Ecosystem Challenges

Ecosystems are technically, operationally, and commercially complex. If it is challenging for one company to find a common ground, top-down in terms of vision, goals, and metrics, chasing an ecosystem common vision and direction can’t be easier.

2. Principles and strategies to unlock the ecosystem value proposition

In a context where different business entities are supposed to share part of their revenue streams in a collaborative environment agreeing on the same objectives and metrics, the human factor is the strongest variable. Despite that, like in any other business, it is crucial to develop an internal operating system that allows scaling processes and the exchange of value. Following foundational best practices is the minimum requirement to build an operational system fit for the purpose of the specific ecosystem.

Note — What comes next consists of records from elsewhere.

// src/handlers/uploads.rs

use std::path::{Path as FsPath, PathBuf};

use axum::{
    extract::{Multipart, Path, State},
    http::{header, StatusCode},
    response::{IntoResponse, Response},
    Json,
};
use serde::Serialize;
use utoipa::ToSchema;
use uuid::Uuid;

use crate::{
    common::error::{ApiError, AppError},
    config::AppState,
    middleware::auth::SessionContext,
};

pub const MAX_UPLOAD_BYTES: usize = 5 * 1024 * 1024;

const ALLOWED_EXTENSIONS: &[&str] = &["png", "jpg", "jpeg", "webp", "gif", "pdf"];

#[derive(Debug, Serialize, ToSchema)]
pub struct UploadResponse {
    #[schema(example = "http://localhost:3000/uploads/0b9c2f1e-....jpg")]
    pub url: String,
}

/// Lower-cased extension when it is one we accept.
fn accepted_extension(filename: &str) -> Result<String, AppError> {
    let ext = FsPath::new(filename)
        .extension()
        .and_then(|ext| ext.to_str())
        .map(str::to_ascii_lowercase)
        .ok_or_else(|| AppError::Upload(format!("File '{filename}' has no extension.")))?;

    if !ALLOWED_EXTENSIONS.contains(&ext.as_str()) {
        return Err(AppError::Upload(format!(
            "Unsupported file type '{ext}'. Allowed: {}.",
            ALLOWED_EXTENSIONS.join(", ")
        )));
    }
    Ok(ext)
}

/// Stored names are `<uuid>.<ext>`; anything else is refused.
fn stored_path(upload_dir: &str, name: &str) -> Option<PathBuf> {
    let (stem, ext) = name.rsplit_once('.')?;
    Uuid::parse_str(stem).ok()?;
    if !ALLOWED_EXTENSIONS.contains(&ext) {
        return None;
    }
    Some(FsPath::new(upload_dir).join(name))
}

fn content_type(name: &str) -> &'static str {
    match name.rsplit_once('.').map(|(_, ext)| ext) {
        Some("png") => "image/png",
        Some("jpg" | "jpeg") => "image/jpeg",
        Some("webp") => "image/webp",
        Some("gif") => "image/gif",
        Some("pdf") => "application/pdf",
        _ => "application/octet-stream",
    }
}

// POST /api/upload/screenshot
#[utoipa::path(
    post,
    path = "/api/upload/screenshot",
    tag = "Uploads",
    request_body(content_type = "multipart/form-data", description = "Single `file` field"),
    responses(
        (status = 201, description = "Stored; the URL is ready to attach to a payment", body = UploadResponse),
        (status = 400, description = "Missing, empty, oversized or unsupported file")
    ),
    security(("api_jwt" = []))
)]
pub async fn upload_screenshot(
    State(app_state): State<AppState>,
    session: SessionContext,
    mut multipart: Multipart,
) -> Result<impl IntoResponse, ApiError> {
    let mut upload: Option<(String, Vec<u8>)> = None;

    while let Some(field) = multipart
        .next_field()
        .await
        .map_err(|e| AppError::Upload(format!("Invalid multipart request: {e}")))?
    {
        if field.name() != Some("file") {
            continue;
        }
        let filename = field
            .file_name()
            .map(str::to_string)
            .ok_or_else(|| AppError::Upload("No filename provided.".into()))?;
        let data = field
            .bytes()
            .await
            .map_err(|e| AppError::Upload(format!("Could not read the file: {e}")))?;
        upload = Some((filename, data.to_vec()));
        break;
    }

    let (filename, data) = upload.ok_or_else(|| AppError::Upload("No 'file' field found.".into()))?;
    if data.is_empty() {
        return Err(AppError::Upload("Empty file provided.".into()).into());
    }
    if data.len() > MAX_UPLOAD_BYTES {
        return Err(AppError::Upload(format!(
            "File too large. Maximum size is {}MB.",
            MAX_UPLOAD_BYTES / 1024 / 1024
        ))
        .into());
    }
    let ext = accepted_extension(&filename)?;

    let upload_dir = &app_state.config.upload_dir;
    tokio::fs::create_dir_all(upload_dir)
        .await
        .map_err(|e| AppError::InternalServerError(e.into()))?;

    let stored_name = format!("{}.{ext}", Uuid::new_v4());
    tokio::fs::write(FsPath::new(upload_dir).join(&stored_name), &data)
        .await
        .map_err(|e| AppError::InternalServerError(e.into()))?;

    tracing::info!(admin_id = %session.admin_id, file = %stored_name, size = data.len(), "screenshot uploaded");

    let url = format!("{}/uploads/{stored_name}", app_state.config.public_base_url);
    Ok((StatusCode::CREATED, Json(UploadResponse { url })))
}

// GET /uploads/{name}
pub async fn serve_upload(
    State(app_state): State<AppState>,
    Path(name): Path<String>,
) -> Result<Response, ApiError> {
    let path = stored_path(&app_state.config.upload_dir, &name).ok_or(AppError::NotFound("File"))?;

    let bytes = match tokio::fs::read(&path).await {
        Ok(bytes) => bytes,
        Err(e) if e.kind() == std::io::ErrorKind::NotFound => return Err(AppError::NotFound("File").into()),
        Err(e) => return Err(AppError::InternalServerError(e.into()).into()),
    };

    Ok(([(header::CONTENT_TYPE, content_type(&name))], bytes).into_response())
}

#[cfg(test)]
mod tests {
    use super::*;

    #[test]
    fn extensions_are_checked_case_insensitively() {
        assert_eq!(accepted_extension("Receipt.JPG").unwrap(), "jpg");
        assert!(matches!(accepted_extension("notes.exe"), Err(AppError::Upload(_))));
        assert!(matches!(accepted_extension("no_extension"), Err(AppError::Upload(_))));
    }

    #[test]
    fn only_generated_names_are_served() {
        let name = format!("{}.png", Uuid::from_u128(9));
        assert_eq!(stored_path("/srv/uploads", &name), Some(PathBuf::from("/srv/uploads").join(&name)));
        assert_eq!(stored_path("/srv/uploads", "../secrets.png"), None);
        assert_eq!(stored_path("/srv/uploads", "passwd"), None);
        assert_eq!(content_type(&name), "image/png");
    }
}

1- Business Proposition: the value added, or incentive, a partner could get from the ecosystem must be clear, reiterated, and measurable. For example, lower development costs, accelerate innovation, scale up or be part of a new product.
2- Roles, Strategies, and goals: make sure different partners understand their roles and that their roles are structured. Also, agreeing on common goals and strategy
3- Skin in the Game: make sure partners have skin in the game, with investments and take part in the innovation
4- Co-learning: make sure there is a co-learning and that it is shared within the ecosystem
5- Get and drive value: make sure everybody captures values out of the ecosystem but at the same time drives higher incremental earnings
6- On-boarding and Playbooks: adopt frameworks and best practices to achieve operational efficiencies at scale and make it easy and affordable to join (ie: onboarding process) with the standardization of playbooks
7- KPIs: Identify specific KPIs and keep track of them in order to measure the ecosystem performances and make corrective actions accordingly and timely in advance. Align C-suite and board level, regularly, tracking progress and sharing status reports, so that they can drive ecosystem strategy bringing clarity of purpose.
8- Commitment: Demonstrate belief in the ecosystem and make some tangible commitment, sharing tools, knowledge, and co-marketing campaign
9- Roadmap: Share the ecosystem’s roadmap in a way partners can see progress and evolution to be aligned with their investments.
10- Facilitate the connections between partners without passing through the ecosystem’s manager

3- Blockchain Ecosystem

Like open-source software where multiple developers and vendors are working together, blockchain requires collaboration in order to set standards, develop infrastructure, and execute transactions. Consortia and foundations are the concrete representation of this mechanism through which blockchain-interested companies, regulators, governments, and international standards organizations are collaborating together.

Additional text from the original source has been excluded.